In order for a thriving digital economy to emerge, it must have a reliable backbone supporting it. That is the role of a blockchain. Lets break down the term blockchain. As it goes with crypto, there is no block nor chain in a blockchain. But it got that name over time because all of the transactions coming onto a network were grouped into blocks of data and then chained together using sophisticated math, hence blockchain. This process makes it near impossible to alter older records, preserving the security of all transactions on the network.
A blockchain is a database that is managed on a peer-to-peer network of computers, which are referred to as nodes. It can also be described as a distributed ledger: a decentralized way to chronologically document transactions. Each participant in the network has access to the entire blockchain and its history. When a transaction is recorded, the accounts of all the participants are updated with the information. Transactions are grouped together in blocks, each of which is then linked to the one that came before it. The result is a chronological record that is basically impossible to tamper with, alter, or falsify.
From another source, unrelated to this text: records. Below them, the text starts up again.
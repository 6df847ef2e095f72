//! Simulation controller
//!
//! Owns the body collection for one view. The collection is only ever
//! replaced wholesale: on first sight of a container and on every population
//! change. Stepping mutates it in place.

use rand::SeedableRng;
use rand_pcg::Pcg32;
use serde::{Deserialize, Serialize};

use super::body::{Anchor, Body, Container};
use super::spawn::{SpawnArea, spawn_bodies};
use super::step::step_all;
use crate::consts::{BALL_RADIUS, DEFAULT_BALL_AMOUNT};

/// Per-view simulation parameters
#[derive(Debug, Clone, Copy, PartialEq, Serialize, Deserialize)]
pub struct SimConfig {
    pub anchor: Anchor,
    pub radius: f32,
    pub spawn: SpawnArea,
    /// Population created once a container is known
    pub amount: usize,
}

impl Default for SimConfig {
    fn default() -> Self {
        Self {
            anchor: Anchor::Center,
            radius: BALL_RADIUS,
            spawn: SpawnArea::Anywhere,
            amount: DEFAULT_BALL_AMOUNT,
        }
    }
}

/// Bodies bouncing inside the most recently seen container
#[derive(Debug, Clone)]
pub struct Simulation {
    config: SimConfig,
    bodies: Vec<Body>,
    container: Option<Container>,
    rng: Pcg32,
    /// Number of completed steps since the last reset
    frame: u64,
}

impl Simulation {
    /// Create an empty simulation; bodies appear once a container is set
    pub fn new(config: SimConfig, seed: u64) -> Self {
        Self {
            config,
            bodies: Vec::with_capacity(config.amount),
            container: None,
            rng: Pcg32::seed_from_u64(seed),
            frame: 0,
        }
    }

    pub fn anchor(&self) -> Anchor {
        self.config.anchor
    }

    pub fn bodies(&self) -> &[Body] {
        &self.bodies
    }

    /// Target population
    pub fn amount(&self) -> usize {
        self.config.amount
    }

    pub fn container(&self) -> Option<Container> {
        self.container
    }

    pub fn frame(&self) -> u64 {
        self.frame
    }

    /// Record the current container size
    ///
    /// The first container seen populates the simulation. Later sizes only
    /// change the walls; bodies keep their positions.
    pub fn set_container(&mut self, container: Container) {
        let first = self.container.is_none();
        self.container = Some(container);

        if first || self.bodies.len() != self.config.amount {
            self.respawn(container);
        }
    }

    /// Replace every body with a fresh random population of `amount`
    ///
    /// Without a known container the amount is stored and the bodies are
    /// created on the next `set_container`.
    pub fn resize(&mut self, amount: usize) {
        log::debug!("Population {} -> {}", self.config.amount, amount);
        self.config.amount = amount;

        match self.container {
            Some(container) => self.respawn(container),
            None => self.bodies.clear(),
        }
    }

    /// Advance every body one frame against the last known container
    ///
    /// Does nothing until a container has been set.
    pub fn step(&mut self) {
        let Some(container) = self.container else {
            return;
        };
        step_all(&mut self.bodies, container, self.config.anchor);
        self.frame += 1;
    }

    fn respawn(&mut self, container: Container) {
        if container.is_degenerate(self.config.radius) {
            log::warn!(
                "Container {}x{} is smaller than a ball, bodies will jitter",
                container.width,
                container.height
            );
        }

        self.bodies = spawn_bodies(
            &mut self.rng,
            container,
            self.config.amount,
            self.config.radius,
            self.config.spawn,
        );
        self.frame = 0;
    }
}

#[cfg(test)]
mod tests {
    use super::*;

    fn sim(amount: usize) -> Simulation {
        Simulation::new(
            SimConfig {
                amount,
                ..Default::default()
            },
            12345,
        )
    }

    #[test]
    fn test_empty_until_container() {
        let mut sim = sim(25);
        assert!(sim.bodies().is_empty());

        sim.step();
        assert_eq!(sim.frame(), 0);

        sim.set_container(Container::new(800.0, 600.0));
        assert_eq!(sim.bodies().len(), 25);
    }

    #[test]
    fn test_container_change_keeps_bodies() {
        let mut sim = sim(25);
        sim.set_container(Container::new(800.0, 600.0));
        let before = sim.bodies().to_vec();

        sim.set_container(Container::new(400.0, 300.0));
        assert_eq!(sim.bodies(), before.as_slice());
        assert_eq!(sim.container(), Some(Container::new(400.0, 300.0)));
    }

    #[test]
    fn test_resize_discards_bodies() {
        let mut sim = sim(25);
        sim.set_container(Container::new(800.0, 600.0));
        for _ in 0..10 {
            sim.step();
        }
        let before = sim.bodies().to_vec();

        sim.resize(100);
        assert_eq!(sim.bodies().len(), 100);
        assert_eq!(sim.amount(), 100);
        assert_eq!(sim.frame(), 0);
        // Fresh draws from the advanced RNG share nothing with the old set
        assert!(before.iter().all(|old| !sim.bodies().contains(old)));
        for body in sim.bodies() {
            assert!((0.0..=800.0).contains(&body.pos.x));
            assert!((0.0..=600.0).contains(&body.pos.y));
        }
    }

    #[test]
    fn test_resize_before_container_is_deferred() {
        let mut sim = sim(25);
        sim.resize(50);
        assert!(sim.bodies().is_empty());

        sim.set_container(Container::new(300.0, 300.0));
        assert_eq!(sim.bodies().len(), 50);
    }

    #[test]
    fn test_resize_uses_latest_container() {
        let mut sim = sim(25);
        sim.set_container(Container::new(2000.0, 2000.0));
        sim.set_container(Container::new(100.0, 80.0));

        sim.resize(200);
        for body in sim.bodies() {
            assert!(body.pos.x <= 100.0);
            assert!(body.pos.y <= 80.0);
        }
    }

    #[test]
    fn test_step_counts_frames() {
        let mut sim = sim(3);
        sim.set_container(Container::new(500.0, 500.0));
        let before = sim.bodies().to_vec();

        sim.step();
        assert_eq!(sim.frame(), 1);
        for (old, new) in before.iter().zip(sim.bodies()) {
            assert_eq!(new.vel.abs(), old.vel.abs());
            assert_ne!(new.pos, old.pos);
        }
    }

    #[test]
    fn test_same_seed_same_bodies() {
        let mut a = sim(10);
        let mut b = sim(10);
        a.set_container(Container::new(640.0, 480.0));
        b.set_container(Container::new(640.0, 480.0));
        assert_eq!(a.bodies(), b.bodies());
    }
}
//! Browser glue
//!
//! Everything that touches `web_sys` lives here. The kernel and frame driver
//! never see a DOM type.

pub mod app;
pub mod bindings;
pub mod canvas;
pub mod dom;
pub mod listener;
pub mod scheduler;

pub use bindings::BouncingBalls;
pub use canvas::CanvasSurface;
pub use dom::DomSurface;
pub use listener::Listener;
pub use scheduler::{RafScheduler, spawn_loop, stop_loop};

use wasm_bindgen::JsCast;
use web_sys::{Document, HtmlElement};

/// Create an element and cast it to `HtmlElement`
pub fn create_html(document: &Document, tag: &str) -> Option<HtmlElement> {
    document
        .create_element(tag)
        .ok()?
        .dyn_into::<HtmlElement>()
        .ok()
}

/// Apply `property: value` pairs to an element's inline style
pub fn set_styles(element: &HtmlElement, styles: &[(&str, &str)]) {
    let style = element.style();
    for (property, value) in styles {
        let _ = style.set_property(property, value);
    }
}

/// Seed for a fresh simulation
pub fn time_seed() -> u64 {
    js_sys::Date::now() as u64
}
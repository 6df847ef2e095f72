//! Addressable views
//!
//! Each bouncing view is reachable at its own path and carries the
//! simulation preset and population slider it runs with.

use serde::{Deserialize, Serialize};

use crate::consts::*;
use crate::sim::{Anchor, SimConfig, SpawnArea};

/// A page of the app
#[derive(Debug, Clone, Copy, PartialEq, Eq, Hash, Default, Serialize, Deserialize)]
pub enum View {
    /// Navigation links to the other views
    #[default]
    Home,
    /// One DOM element per ball
    HtmlBounce,
    /// Balls drawn on a 2D canvas
    CanvasBounce,
    /// Canvas drawn directly by the compiled module, small population
    WasmBounce,
}

impl View {
    /// Every bouncing view, in navigation order
    pub const BOUNCERS: [View; 3] = [View::HtmlBounce, View::CanvasBounce, View::WasmBounce];

    pub fn path(&self) -> &'static str {
        match self {
            View::Home => "/",
            View::HtmlBounce => "/html-bounce",
            View::CanvasBounce => "/canvas-bounce",
            View::WasmBounce => "/wasm-bounce",
        }
    }

    pub fn title(&self) -> &'static str {
        match self {
            View::Home => "Home",
            View::HtmlBounce => "HTML Bounce",
            View::CanvasBounce => "Canvas Bounce",
            View::WasmBounce => "Wasm Bounce",
        }
    }

    /// Resolve a location path; unknown paths land on `Home`
    pub fn from_path(path: &str) -> Self {
        let trimmed = path.trim_end_matches('/');
        Self::BOUNCERS
            .into_iter()
            .find(|v| v.path() == trimmed)
            .unwrap_or(View::Home)
    }

    /// Simulation preset, `None` for pages without balls
    pub fn sim_config(&self) -> Option<SimConfig> {
        let range = self.population()?;
        let (anchor, spawn) = match self {
            View::HtmlBounce => (Anchor::TopLeft, SpawnArea::Anywhere),
            View::CanvasBounce => (Anchor::Center, SpawnArea::Anywhere),
            View::WasmBounce => (Anchor::Center, SpawnArea::Inset),
            View::Home => return None,
        };

        Some(SimConfig {
            anchor,
            radius: BALL_RADIUS,
            spawn,
            amount: range.default,
        })
    }

    /// Population slider, `None` for pages without balls
    pub fn population(&self) -> Option<PopulationRange> {
        match self {
            View::Home => None,
            View::HtmlBounce | View::CanvasBounce => Some(PopulationRange {
                min: MIN_BALLS,
                max: MAX_BALLS,
                step: BALL_STEPS,
                default: DEFAULT_BALL_AMOUNT,
            }),
            View::WasmBounce => Some(PopulationRange {
                min: WASM_MIN_BALLS,
                max: WASM_MAX_BALLS,
                step: WASM_BALL_STEPS,
                default: WASM_DEFAULT_BALL_AMOUNT,
            }),
        }
    }
}

/// Range-input bounds for the population slider
#[derive(Debug, Clone, Copy, PartialEq, Eq, Serialize, Deserialize)]
pub struct PopulationRange {
    pub min: usize,
    pub max: usize,
    pub step: usize,
    pub default: usize,
}

impl PopulationRange {
    /// Clamp into `[min, max]` and snap down onto the step grid from `min`
    pub fn clamp(&self, amount: usize) -> usize {
        let amount = amount.clamp(self.min, self.max);
        if self.step <= 1 {
            return amount;
        }
        self.min + (amount - self.min) / self.step * self.step
    }

    /// Parse a slider value, falling back to the default on garbage
    pub fn parse(&self, value: &str) -> usize {
        match value.trim().parse::<f64>() {
            Ok(v) if v.is_finite() && v >= 0.0 => self.clamp(v.round() as usize),
            _ => self.default,
        }
    }
}

#[cfg(test)]
mod tests {
    use super::*;

    #[test]
    fn test_path_round_trip() {
        for view in [View::Home, View::HtmlBounce, View::CanvasBounce, View::WasmBounce] {
            assert_eq!(View::from_path(view.path()), view);
        }
    }

    #[test]
    fn test_unknown_path_is_home() {
        assert_eq!(View::from_path("/nope"), View::Home);
        assert_eq!(View::from_path(""), View::Home);
        assert_eq!(View::from_path("/canvas-bounce/"), View::CanvasBounce);
    }

    #[test]
    fn test_presets() {
        let html = View::HtmlBounce.sim_config().unwrap();
        assert_eq!(html.anchor, Anchor::TopLeft);
        assert_eq!(html.amount, 25);

        let canvas = View::CanvasBounce.sim_config().unwrap();
        assert_eq!(canvas.anchor, Anchor::Center);

        let wasm = View::WasmBounce.sim_config().unwrap();
        assert_eq!(wasm.spawn, SpawnArea::Inset);
        assert_eq!(wasm.amount, 1);

        assert!(View::Home.sim_config().is_none());
        assert!(View::Home.population().is_none());
    }

    #[test]
    fn test_population_clamp() {
        let range = View::CanvasBounce.population().unwrap();
        assert_eq!(range.clamp(0), 25);
        assert_eq!(range.clamp(25), 25);
        assert_eq!(range.clamp(60), 50);
        assert_eq!(range.clamp(100), 100);
        assert_eq!(range.clamp(9999), 2500);

        let small = View::WasmBounce.population().unwrap();
        assert_eq!(small.clamp(0), 1);
        assert_eq!(small.clamp(13), 13);
        assert_eq!(small.clamp(26), 25);
    }

    #[test]
    fn test_population_parse() {
        let range = View::HtmlBounce.population().unwrap();
        assert_eq!(range.parse("100"), 100);
        assert_eq!(range.parse(" 2500 "), 2500);
        assert_eq!(range.parse("abc"), 25);
        assert_eq!(range.parse("-5"), 25);
    }
}
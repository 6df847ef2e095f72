//! Deterministic bounce kernel
//!
//! All motion logic lives here. This module must stay free of rendering and
//! platform dependencies:
//! - One discrete step per frame, no time-based integration
//! - Seeded RNG only
//! - Bodies only interact with the container walls, never with each other

pub mod body;
pub mod simulation;
pub mod spawn;
pub mod step;

pub use body::{Anchor, Body, Container};
pub use simulation::{SimConfig, Simulation};
pub use spawn::{SpawnArea, random_velocity, spawn_bodies};
pub use step::{reflect_velocity, step_all, step_body};
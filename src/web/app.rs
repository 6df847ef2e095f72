//! Page shell and client-side routing
//!
//! Exactly one view is mounted under `#app` at a time. Switching views drops
//! the old one, which stops its animation loop and unregisters its listeners
//! before its elements leave the page.

use std::cell::RefCell;
use std::rc::Rc;

use wasm_bindgen::JsCast;
use wasm_bindgen::prelude::*;
use web_sys::{
    Document, Element, Event, HtmlCanvasElement, HtmlElement, HtmlInputElement, UrlSearchParams,
};

use super::{
    CanvasSurface, DomSurface, Listener, create_html, set_styles, spawn_loop, stop_loop, time_seed,
};
use crate::frame::Surface;
use crate::routes::{PopulationRange, View};
use crate::settings::Settings;
use crate::sim::Simulation;

/// A view currently on the page
struct Mounted {
    view: View,
    element: HtmlElement,
    teardown: Option<Box<dyn FnOnce()>>,
    _listeners: Vec<Listener>,
}

impl Drop for Mounted {
    fn drop(&mut self) {
        if let Some(teardown) = self.teardown.take() {
            teardown();
        }
        self.element.remove();
        log::info!("Unmounted {}", self.view.title());
    }
}

/// Elements shared by every bouncing view
struct BouncerLayout {
    root: HtmlElement,
    label: HtmlElement,
    slider: HtmlInputElement,
    balls: HtmlElement,
}

pub struct App {
    document: Document,
    root: HtmlElement,
    settings: Settings,
    mounted: Option<Mounted>,
}

impl App {
    pub fn new(document: Document, root: HtmlElement, settings: Settings) -> Self {
        Self {
            document,
            root,
            settings,
            mounted: None,
        }
    }

    pub fn current(&self) -> Option<View> {
        self.mounted.as_ref().map(|m| m.view)
    }

    /// Replace the mounted view
    pub fn navigate(&mut self, view: View) {
        if self.current() == Some(view) {
            return;
        }

        // Old view must be gone before the new one measures its container
        self.mounted = None;

        let mounted = match view {
            View::Home => self.mount_home(),
            View::HtmlBounce => self.mount_html(view),
            View::CanvasBounce | View::WasmBounce => self.mount_canvas(view),
        };

        match mounted {
            Some(mounted) => {
                self.document.set_title(view.title());
                log::info!("Mounted {} at {}", view.title(), view.path());
                self.mounted = Some(mounted);
            }
            None => log::warn!("Failed to mount {}", view.title()),
        }
    }

    fn mount_home(&self) -> Option<Mounted> {
        let nav = create_html(&self.document, "nav")?;
        let list = create_html(&self.document, "ul")?;
        for view in View::BOUNCERS {
            let item = create_html(&self.document, "li")?;
            let link = create_html(&self.document, "a")?;
            link.set_attribute("href", view.path()).ok()?;
            link.set_text_content(Some(view.title()));
            item.append_child(&link).ok()?;
            list.append_child(&item).ok()?;
        }
        nav.append_child(&list).ok()?;
        self.root.append_child(&nav).ok()?;

        Some(Mounted {
            view: View::Home,
            element: nav,
            teardown: None,
            _listeners: Vec::new(),
        })
    }

    fn mount_html(&self, view: View) -> Option<Mounted> {
        let layout = self.bouncer_layout(view.population()?)?;
        self.root.append_child(&layout.root).ok()?;

        let surface = DomSurface::new(self.document.clone(), layout.balls.clone(), &self.settings);
        self.start_bouncer(view, layout, surface)
    }

    fn mount_canvas(&self, view: View) -> Option<Mounted> {
        let layout = self.bouncer_layout(view.population()?)?;
        let canvas: HtmlCanvasElement = self.document.create_element("canvas").ok()?.dyn_into().ok()?;
        set_styles(&canvas, &[("display", "block")]);
        layout.balls.append_child(&canvas).ok()?;
        // Attached first so the container has a client size to copy
        self.root.append_child(&layout.root).ok()?;

        let surface = CanvasSurface::new(canvas, Some(layout.balls.clone()), &self.settings);
        self.start_bouncer(view, layout, surface)
    }

    /// Start the loop for a mounted layout and hook up its controls
    fn start_bouncer<R: Surface + 'static>(
        &self,
        view: View,
        layout: BouncerLayout,
        surface: R,
    ) -> Option<Mounted> {
        let range = view.population()?;
        let sim = Simulation::new(view.sim_config()?, time_seed());
        let Some(driver) = spawn_loop(sim, surface, self.settings.log_fps) else {
            layout.root.remove();
            return None;
        };

        let mut listeners = Vec::new();
        let window = web_sys::window()?;

        {
            let weak = Rc::downgrade(&driver);
            listeners.extend(Listener::new(&window, "resize", move |_event: Event| {
                if let Some(driver) = weak.upgrade() {
                    driver.borrow_mut().surface_resized();
                }
            }));
        }

        {
            let weak = Rc::downgrade(&driver);
            let slider = layout.slider.clone();
            let label = layout.label.clone();
            listeners.extend(Listener::new(&layout.slider, "input", move |_event: Event| {
                let amount = range.parse(&slider.value());
                label.set_text_content(Some(&amount_label(amount)));
                if let Some(driver) = weak.upgrade() {
                    driver.borrow_mut().resize(amount);
                }
            }));
        }

        Some(Mounted {
            view,
            element: layout.root,
            teardown: Some(Box::new(move || stop_loop(&driver))),
            _listeners: listeners,
        })
    }

    /// Controls bar plus an empty ball container filling the rest of the page
    fn bouncer_layout(&self, range: PopulationRange) -> Option<BouncerLayout> {
        let root = create_html(&self.document, "div")?;
        root.set_id("container");
        set_styles(
            &root,
            &[
                ("display", "flex"),
                ("flex-direction", "column"),
                ("height", "100vh"),
            ],
        );

        let controls = create_html(&self.document, "div")?;
        controls.set_id("controls");
        set_styles(&controls, &[("display", "flex"), ("gap", "1em"), ("padding", "0.5em")]);

        let back = create_html(&self.document, "a")?;
        back.set_attribute("href", View::Home.path()).ok()?;
        back.set_text_content(Some("home"));

        let label = create_html(&self.document, "span")?;
        label.set_text_content(Some(&amount_label(range.default)));

        let slider: HtmlInputElement = self.document.create_element("input").ok()?.dyn_into().ok()?;
        slider.set_type("range");
        slider.set_min(&range.min.to_string());
        slider.set_max(&range.max.to_string());
        slider.set_step(&range.step.to_string());
        slider.set_value(&range.default.to_string());

        controls.append_child(&back).ok()?;
        controls.append_child(&label).ok()?;
        controls.append_child(&slider).ok()?;

        let balls = create_html(&self.document, "div")?;
        balls.set_id("ballContainer");
        set_styles(
            &balls,
            &[
                ("position", "relative"),
                ("flex", "1"),
                ("overflow", "hidden"),
            ],
        );

        root.append_child(&controls).ok()?;
        root.append_child(&balls).ok()?;

        Some(BouncerLayout {
            root,
            label,
            slider,
            balls,
        })
    }
}

fn amount_label(amount: usize) -> String {
    format!("amount: {}", amount)
}

/// Intercept same-origin link clicks and back/forward navigation
fn install_router(app: Rc<RefCell<App>>) -> Option<()> {
    let window = web_sys::window()?;
    let root = app.borrow().root.clone();

    {
        let app = app.clone();
        let window = window.clone();
        Listener::new(&root, "click", move |event: Event| {
            let link = event
                .target()
                .and_then(|t| t.dyn_into::<Element>().ok())
                .and_then(|el| el.closest("a").ok().flatten());
            let Some(href) = link.and_then(|a| a.get_attribute("href")) else {
                return;
            };
            if !href.starts_with('/') {
                return;
            }

            event.prevent_default();
            if let Ok(history) = window.history() {
                let _ = history.push_state_with_url(&JsValue::NULL, "", Some(&href));
            }
            app.borrow_mut().navigate(View::from_path(&href));
        })?
        .forget();
    }

    {
        let location = window.location();
        Listener::new(&window, "popstate", move |_event: Event| {
            let path = location.pathname().unwrap_or_default();
            app.borrow_mut().navigate(View::from_path(&path));
        })?
        .forget();
    }

    Some(())
}

/// Settings overrides from the query string, e.g. `?ball_color=teal&log_fps=1`
fn query_overrides(window: &web_sys::Window) -> Vec<(&'static str, String)> {
    let Some(params) = window
        .location()
        .search()
        .ok()
        .and_then(|search| UrlSearchParams::new_with_str(&search).ok())
    else {
        return Vec::new();
    };

    Settings::OVERRIDE_KEYS
        .into_iter()
        .filter_map(|key| params.get(key).map(|value| (key, value)))
        .collect()
}

/// Mount the view for the current location and start routing
pub fn run() {
    let Some(window) = web_sys::window() else {
        log::error!("No window");
        return;
    };
    let Some(document) = window.document() else {
        log::error!("No document");
        return;
    };

    let root = document
        .get_element_by_id("app")
        .and_then(|el| el.dyn_into::<HtmlElement>().ok())
        .or_else(|| document.body());
    let Some(root) = root else {
        log::error!("No #app element or body to mount into");
        return;
    };

    let mut settings = Settings::load();
    let overrides = query_overrides(&window);
    if settings.apply_overrides(overrides.iter().map(|(k, v)| (*k, v.as_str()))) {
        settings.save();
    }
    let app = Rc::new(RefCell::new(App::new(document, root, settings)));

    let path = window.location().pathname().unwrap_or_default();
    app.borrow_mut().navigate(View::from_path(&path));

    if install_router(app).is_none() {
        log::warn!("Router not installed, links will reload the page");
    }
}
How it works. If two parties agree to a transaction, this information is broadcast to the computers (nodes) of the peer-to-peer network, where it is then validated. Once the transaction has been verified, it is added to a block together with other transactions. This block is then hashed. Every block contains a reference to the hash of the block that came before it. This guarantees the position of the block in the chain and ensures that it cannot be tampered with. The new block is then permanently added to the blockchain and distributed to all its participants. The transaction is now complete.
Blockchain offers transparency: Whenever a transaction is conducted as part of a blockchain, it is recorded and visible to all participants. Blockchain participants can be, but do not necessarily have to be, anonymous. Even though each user has a unique Bitcoin address, a pseudonym can be linked to their personal information in different ways. A simple example would be a user providing their home address to receive a delivery paid for with a crypto transaction.
A blockchain in many ways is a digital accounting system. Similar to infrastructure, accounting only makes the news when it screws up. Who had ever heard of Arthur Anderson before the Enron scandal? Similar to accountants, blockchain activity is boring and tedious. Ever meet an exciting accountant? Me either. I could try to spice up the topic of an endless ledger of assets and debits but what's the point? Its a database. It lacks personality and pizazz. And that's the point. Its not supposed to be exciting. Its the behind the scenes nuts and bolts of the digital currency world. (though blockchain technology is being used for much more that cryptocurrency)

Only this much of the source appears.